The progression of abundant liquidity moving out on the risk curve is increasingly showing up in more aggressive financial activity by corporations, pursued in tight partnership with Wall Street. Sound corporate conditions, including high cash balances, low debt service ratios, high profit margins and a fourth quarter bounce in sales and earnings, are connecting with the increasing availability of inexpensive junk bond and leveraged loan financing to create the rumblings of days past. The output capacity of corporations appears to be sufficient to satiate increased demand, at least for now, limiting the need to allocate this abundant flow of liquidity to capital expenditures.
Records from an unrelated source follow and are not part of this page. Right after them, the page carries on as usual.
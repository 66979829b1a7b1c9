//! OAuth2-aware outbound HTTP client.
//!
//! Every request sent through [`OAuth2Client::execute`] runs the configured
//! [`RequestInterceptor`]s, is forced to `Accept: application/json`, and carries the context's
//! access token. A missing token is acquired lazily through the shared
//! [`AuthorizationCodeProvider`]. Responses are returned untouched, including `401`s: the client
//! neither refreshes nor retries.

pub mod interceptor;

pub use interceptor::*;

// crates.io
use reqwest::{
	IntoUrl, Method, Request, RequestBuilder, Response,
	header::{AUTHORIZATION, HeaderValue},
};
// self
use crate::{
	_prelude::*,
	auth::AccessToken,
	context::ClientContext,
	error::{ConfigError, TransportError},
	flows::AuthorizationCodeProvider,
	http::{ReqwestHttpClient, TokenHttpClient},
	oauth::{ReqwestTransportErrorMapper, TransportErrorMapper},
	obs::{self, OpKind, OpOutcome, OpSpan},
	provider::AuthenticationScheme,
};

/// Query parameter used by [`AuthenticationScheme::Query`].
pub const ACCESS_TOKEN_PARAM: &str = "access_token";

/// Client specialized for the crate's default reqwest transport stack.
pub type ReqwestOAuth2Client = OAuth2Client<ReqwestHttpClient, ReqwestTransportErrorMapper>;

/// Outbound client that attaches client-context tokens to protected-resource calls.
pub struct OAuth2Client<C, M>
where
	C: ?Sized + TokenHttpClient,
	M: ?Sized + TransportErrorMapper<C::TransportError>,
{
	http: ReqwestClient,
	provider: Arc<AuthorizationCodeProvider<C, M>>,
	interceptors: Vec<Arc<dyn RequestInterceptor>>,
}
impl<C, M> OAuth2Client<C, M>
where
	C: ?Sized + TokenHttpClient,
	M: ?Sized + TransportErrorMapper<C::TransportError>,
{
	/// Creates a client that dispatches through `http` and acquires tokens through `provider`.
	pub fn new(http: ReqwestClient, provider: Arc<AuthorizationCodeProvider<C, M>>) -> Self {
		Self { http, provider, interceptors: Vec::new() }
	}

	/// Appends an interceptor; interceptors run in insertion order.
	pub fn with_interceptor(mut self, interceptor: impl 'static + RequestInterceptor) -> Self {
		self.interceptors.push(Arc::new(interceptor));

		self
	}

	pub(crate) fn replace_provider(&mut self, provider: Arc<AuthorizationCodeProvider<C, M>>) {
		self.provider = provider;
	}

	/// Acquisition provider shared with this client.
	pub fn provider(&self) -> &Arc<AuthorizationCodeProvider<C, M>> {
		&self.provider
	}

	/// Starts a request against the underlying reqwest client.
	///
	/// Build it and pass the result to [`OAuth2Client::execute`].
	pub fn request(&self, method: Method, url: impl IntoUrl) -> RequestBuilder {
		self.http.request(method, url)
	}

	/// Returns the context's token, acquiring one when absent.
	pub async fn access_token(&self, context: &ClientContext) -> Result<Arc<AccessToken>> {
		match context.access_token() {
			Some(token) => Ok(token),
			None => self.provider.acquire_token(context).await,
		}
	}

	/// Sends `request` with the context's token attached.
	pub async fn execute(&self, request: Request, context: &ClientContext) -> Result<Response> {
		const KIND: OpKind = OpKind::OutboundCall;

		let span = OpSpan::new(KIND, "execute", context.mode());

		obs::record_op_outcome(KIND, context.mode(), OpOutcome::Attempt);

		let result = span
			.instrument(async move {
				let mut request = request;

				for interceptor in &self.interceptors {
					interceptor.intercept(&mut request);
				}

				AcceptJsonInterceptor.intercept(&mut request);

				let token = self.access_token(context).await?;

				attach_token(&mut request, &token, self.provider.details.authentication_scheme)?;

				self.http
					.execute(request)
					.await
					.map_err(|err| Error::from(TransportError::resource(err)))
			})
			.await;

		obs::finish_op(&span, KIND, context.mode(), &result);

		result
	}
}
impl<C, M> Debug for OAuth2Client<C, M>
where
	C: ?Sized + TokenHttpClient,
	M: ?Sized + TransportErrorMapper<C::TransportError>,
{
	fn fmt(&self, f: &mut Formatter) -> FmtResult {
		f.debug_struct("OAuth2Client")
			.field("provider", &self.provider)
			.field("interceptors", &self.interceptors.len())
			.finish()
	}
}

fn attach_token(
	request: &mut Request,
	token: &AccessToken,
	scheme: AuthenticationScheme,
) -> Result<()> {
	match scheme {
		AuthenticationScheme::Header => {
			let mut value = HeaderValue::from_str(&token.authorization_value())
				.map_err(|_| ConfigError::InvalidTokenHeader)?;

			value.set_sensitive(true);
			request.headers_mut().insert(AUTHORIZATION, value);
		},
		AuthenticationScheme::Query => {
			request.url_mut().query_pairs_mut().append_pair(ACCESS_TOKEN_PARAM, token.value.expose());
		},
	}

	Ok(())
}
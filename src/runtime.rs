//! Startup wiring: settings in, context factory + provider + outbound client out.

// self
use crate::{
	_prelude::*,
	client::ReqwestOAuth2Client,
	config::ClientSettings,
	context::{ContextFactory, ScopeMode},
	error::ConfigError,
	flows::ReqwestTokenProvider,
	http::ReqwestHttpClient,
	oauth::ReqwestTransportErrorMapper,
	provider::ResourceDetails,
};

/// Everything a web backend needs to run client contexts for one protected resource.
#[derive(Debug)]
pub struct ClientRuntime {
	/// Resolves a context for each inbound request.
	pub factory: ContextFactory,
	/// Performs the authorization-code grant.
	pub provider: Arc<ReqwestTokenProvider>,
	/// Sends outbound calls with the context's token attached.
	pub client: ReqwestOAuth2Client,
}
impl ClientRuntime {
	/// Builds the runtime from settings using default reqwest clients.
	///
	/// Returns `Ok(None)` when the settings carry no client identifier. `sso_enabled` selects
	/// session-scoped contexts.
	///
	/// Callbacks must echo a preserved `state`. A request-scoped store does not outlive its
	/// request, so request-scoped runtimes that complete the code grant themselves need
	/// [`ClientRuntime::with_state_mandatory`] set to `false`.
	pub fn from_settings(settings: ClientSettings, sso_enabled: bool) -> Result<Option<Self>> {
		Self::from_settings_with_clients(
			settings,
			sso_enabled,
			ReqwestHttpClient::default(),
			ReqwestClient::default(),
		)
	}

	/// Same as [`ClientRuntime::from_settings`] with caller-provided transports for the token
	/// endpoint and for outbound calls.
	pub fn from_settings_with_clients(
		settings: ClientSettings,
		sso_enabled: bool,
		token_http: ReqwestHttpClient,
		http: ReqwestClient,
	) -> Result<Option<Self>> {
		let Some(details) = settings.into_details().map_err(ConfigError::from)? else {
			return Ok(None);
		};

		Ok(Some(Self::from_details(details, ScopeMode::for_deployment(sso_enabled), token_http, http)))
	}

	/// Builds the runtime from already-validated details.
	pub fn from_details(
		details: ResourceDetails,
		mode: ScopeMode,
		token_http: ReqwestHttpClient,
		http: ReqwestClient,
	) -> Self {
		let provider = Arc::new(ReqwestTokenProvider::with_http_client(
			details,
			token_http,
			Arc::new(ReqwestTransportErrorMapper),
		));
		let client = ReqwestOAuth2Client::new(http, provider.clone());

		Self { factory: ContextFactory::new(mode), provider, client }
	}

	/// Controls whether callbacks must echo a preserved `state`; the outbound client keeps
	/// sharing the reconfigured provider.
	pub fn with_state_mandatory(mut self, mandatory: bool) -> Self {
		let provider =
			Arc::new(ReqwestTokenProvider::clone(&self.provider).with_state_mandatory(mandatory));

		self.client.replace_provider(provider.clone());
		self.provider = provider;

		self
	}

	/// Scope mode selected at startup.
	pub fn mode(&self) -> ScopeMode {
		self.factory.mode()
	}
}

#[cfg(test)]
mod tests {
	// self
	use super::*;

	#[test]
	fn disabled_settings_build_nothing() {
		let runtime = ClientRuntime::from_settings(ClientSettings::default(), true)
			.expect("Disabled settings are not an error.");

		assert!(runtime.is_none());
	}

	#[test]
	fn deployment_flag_picks_scope() {
		let settings = ClientSettings::from_json_str(
			r#"{
				"clientId": "web-app",
				"clientSecret": "s3cret",
				"accessTokenUri": "https://auth.example.com/token",
				"userAuthorizationUri": "https://auth.example.com/authorize"
			}"#,
		)
		.expect("Settings should parse.");
		let session = ClientRuntime::from_settings(settings.clone(), true)
			.expect("Runtime should build.")
			.expect("Enabled settings should build a runtime.");
		let request = ClientRuntime::from_settings(settings, false)
			.expect("Runtime should build.")
			.expect("Enabled settings should build a runtime.");

		assert_eq!(session.mode(), ScopeMode::Session);
		assert_eq!(request.mode(), ScopeMode::Request);
		assert!(Arc::ptr_eq(session.client.provider(), &session.provider));
	}

	#[test]
	fn state_requirement_can_be_relaxed() {
		let settings = ClientSettings::from_json_str(
			r#"{
				"clientId": "web-app",
				"clientSecret": "s3cret",
				"accessTokenUri": "https://auth.example.com/token",
				"userAuthorizationUri": "https://auth.example.com/authorize"
			}"#,
		)
		.expect("Settings should parse.");
		let runtime = ClientRuntime::from_settings(settings, false)
			.expect("Runtime should build.")
			.expect("Enabled settings should build a runtime.");

		assert!(runtime.provider.state_mandatory());

		let runtime = runtime.with_state_mandatory(false);

		assert!(!runtime.provider.state_mandatory());
		assert!(!runtime.client.provider().state_mandatory());
		assert!(Arc::ptr_eq(runtime.client.provider(), &runtime.provider));
	}

	#[test]
	fn invalid_settings_surface_as_config_errors() {
		let settings = ClientSettings {
			client_id: Some("web-app".into()),
			access_token_uri: Some("::".into()),
			..Default::default()
		};
		let err = ClientRuntime::from_settings(settings, false)
			.expect_err("Invalid URLs must be rejected.");

		assert!(matches!(err, Error::Config(ConfigError::Settings(_))));
	}
}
At the same time, the Fed and the financial system are producing more liquidity at a rapid rate on top of the pile that exists, and this money is moving out into the high yield and leveraged loan markets, lowering spreads and credit standards and improving the risk and reward of engaging in transactions that re-engineer the corporate balance sheet. Given this environment, it is notable, but unsurprising, that last week we saw not only the announcement of two large LBO transactions, after a long period of deal inactivity, but additionally the launch of an activist effort to have Apple pay a special dividend. And on Thursday, Berkshire Hathaway and 3G purchased Heinz, in a $23bn deal funded with a substantial amount of debt. These developments, along with a rebirth of the CLO market, have the tone of the first kernels of corn popping in a sizzling pan of oil. Whether they are or not, activity across the world of credit is heating up and when combined with the hundreds of billions in private equity "dry powder," pressure is building for the various players to exploit the abundance of cheap money and perceived global economic stability to their own benefit.